Quantifying the effects of bacteria on adsorption reactions in water–rock systems

Abstract

This paper reviews the investigations that quantify metal–bacteria, organic–bacteria, and bacteria–mineral adsorption reactions. The studies are divided into the two main approaches used to quantify adsorption: bulk partitioning approaches and surface complexation modeling. Partitioning adsorption models, such as ones which use Langmuir or Freundlich isotherms, are more simple to apply than surface complexation models because they do not require a detailed understanding of the nature of the surfaces or adsorption mechanisms involved. These measurements can be successful in describing adsorption/desorption processes for the conditions of interest if the conditions can be directly simulated in the laboratory. However, partition coefficients are applicable only to the conditions (pH, fluid and/or mineralogical compositions) at which they were determined.
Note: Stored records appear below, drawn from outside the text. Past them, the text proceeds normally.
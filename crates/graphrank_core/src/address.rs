use thiserror::Error;

/// Reserved separator used by [`encode`]. No address field may contain it.
pub const ADDRESS_DELIMITER: char = ':';

/// Structured identifier for a graph entity: the plugin that owns it, the
/// repository it belongs to, and a plugin-local id.
#[derive(Debug, Clone, PartialEq, Eq, Hash)]
pub struct EntityAddress {
    pub plugin: String,
    pub repo: String,
    pub local_id: String,
}

impl EntityAddress {
    pub fn new(
        plugin: impl Into<String>,
        repo: impl Into<String>,
        local_id: impl Into<String>,
    ) -> Self {
        Self {
            plugin: plugin.into(),
            repo: repo.into(),
            local_id: local_id.into(),
        }
    }
}

#[derive(Debug, Clone, PartialEq, Eq, Error)]
pub enum AddressError {
    #[error("address field `{field}` contains reserved delimiter {ADDRESS_DELIMITER:?}: {value}")]
    DelimiterInField { field: &'static str, value: String },
    #[error("malformed encoded address (expected 3 {ADDRESS_DELIMITER:?}-separated parts, got {parts}): {input}")]
    MalformedEncoding { input: String, parts: usize },
}

/// Encodes an address as `plugin:repo:local_id`, suitable for use as a map key.
///
/// Fails if any field contains [`ADDRESS_DELIMITER`]; otherwise pure and total.
pub fn encode(address: &EntityAddress) -> Result<String, AddressError> {
    let fields = [
        ("plugin", &address.plugin),
        ("repo", &address.repo),
        ("local_id", &address.local_id),
    ];
    for (field, value) in fields {
        if value.contains(ADDRESS_DELIMITER) {
            return Err(AddressError::DelimiterInField {
                field,
                value: value.clone(),
            });
        }
    }
    Ok(format!(
        "{}{ADDRESS_DELIMITER}{}{ADDRESS_DELIMITER}{}",
        address.plugin, address.repo, address.local_id
    ))
}

/// Reverses [`encode`]. Fails unless the input splits into exactly three parts.
pub fn decode(encoded: &str) -> Result<EntityAddress, AddressError> {
    let parts: Vec<&str> = encoded.split(ADDRESS_DELIMITER).collect();
    match parts.as_slice() {
        [plugin, repo, local_id] => Ok(EntityAddress::new(*plugin, *repo, *local_id)),
        _ => Err(AddressError::MalformedEncoding {
            input: encoded.to_string(),
            parts: parts.len(),
        }),
    }
}
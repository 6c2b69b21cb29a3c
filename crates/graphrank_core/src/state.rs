use crate::ScoringDomain;

/// Progress marker shared by every substate variant.
#[derive(Debug, Clone, Copy, PartialEq, Eq)]
pub enum LoadingStatus {
    Idle,
    InProgress,
    Failed,
}

/// Phase of the load/score workflow once the machine is initialized.
///
/// Substates advance monotonically (`ReadyToLoad` → `ReadyToScore` →
/// `Scored`), except that replacing the repository resets the substate to
/// `ReadyToLoad` and re-scoring from `Scored` replaces the ranking in place.
#[derive(Debug, Clone, PartialEq)]
pub enum Substate<D: ScoringDomain> {
    ReadyToLoad {
        loading: LoadingStatus,
    },
    ReadyToScore {
        dataset: D::Dataset,
        loading: LoadingStatus,
    },
    Scored {
        dataset: D::Dataset,
        ranking: D::Ranking,
        loading: LoadingStatus,
    },
}

impl<D: ScoringDomain> Substate<D> {
    pub fn loading_status(&self) -> LoadingStatus {
        match self {
            Substate::ReadyToLoad { loading }
            | Substate::ReadyToScore { loading, .. }
            | Substate::Scored { loading, .. } => *loading,
        }
    }

    /// Same variant with the loading marker replaced.
    pub(crate) fn with_loading(self, loading: LoadingStatus) -> Self {
        match self {
            Substate::ReadyToLoad { .. } => Substate::ReadyToLoad { loading },
            Substate::ReadyToScore { dataset, .. } => Substate::ReadyToScore { dataset, loading },
            Substate::Scored {
                dataset, ranking, ..
            } => Substate::Scored {
                dataset,
                ranking,
                loading,
            },
        }
    }
}

/// The single application state value.
///
/// `Uninitialized` collects the repository and evaluator independently and
/// promotes to `Initialized` the instant both are present; it never reverts.
#[derive(Debug, Clone, PartialEq)]
pub enum AppState<D: ScoringDomain> {
    Uninitialized {
        repo: Option<D::Repo>,
        edge_evaluator: Option<D::EdgeEvaluator>,
    },
    Initialized {
        repo: D::Repo,
        edge_evaluator: D::EdgeEvaluator,
        substate: Substate<D>,
    },
}

impl<D: ScoringDomain> AppState<D> {
    /// The starting value: nothing configured yet.
    pub fn initial() -> Self {
        AppState::Uninitialized {
            repo: None,
            edge_evaluator: None,
        }
    }

    /// Promotes to `Initialized` when both fields are present; checked after
    /// every mutation of either `Uninitialized` field.
    pub(crate) fn from_parts(repo: Option<D::Repo>, edge_evaluator: Option<D::EdgeEvaluator>) -> Self {
        match (repo, edge_evaluator) {
            (Some(repo), Some(edge_evaluator)) => AppState::Initialized {
                repo,
                edge_evaluator,
                substate: Substate::ReadyToLoad {
                    loading: LoadingStatus::Idle,
                },
            },
            (repo, edge_evaluator) => AppState::Uninitialized {
                repo,
                edge_evaluator,
            },
        }
    }
}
Conversely, surface complexation models describe adsorption reactions explicitly, accounting for surface and aqueous speciation changes as a function of pH and solution composition. The equilibrium constants which describe the extent of adsorption in surface complexation models are invarient with respect to the parameters which affect partition coefficients. This paper reviews the experimental studies which use surface complexation modeling to quantify the observed bacterial adsorption reactions. Although the number of studies is small, the results indicate that the surface complexation approach can successfully account for metal–bacteria, organic acid–bacteria, and bacteria–mineral adsorption reactions. Therefore, it offers a powerful means for estimating the effects of bacteria on solute adsorption over a wide range of subsurface conditions.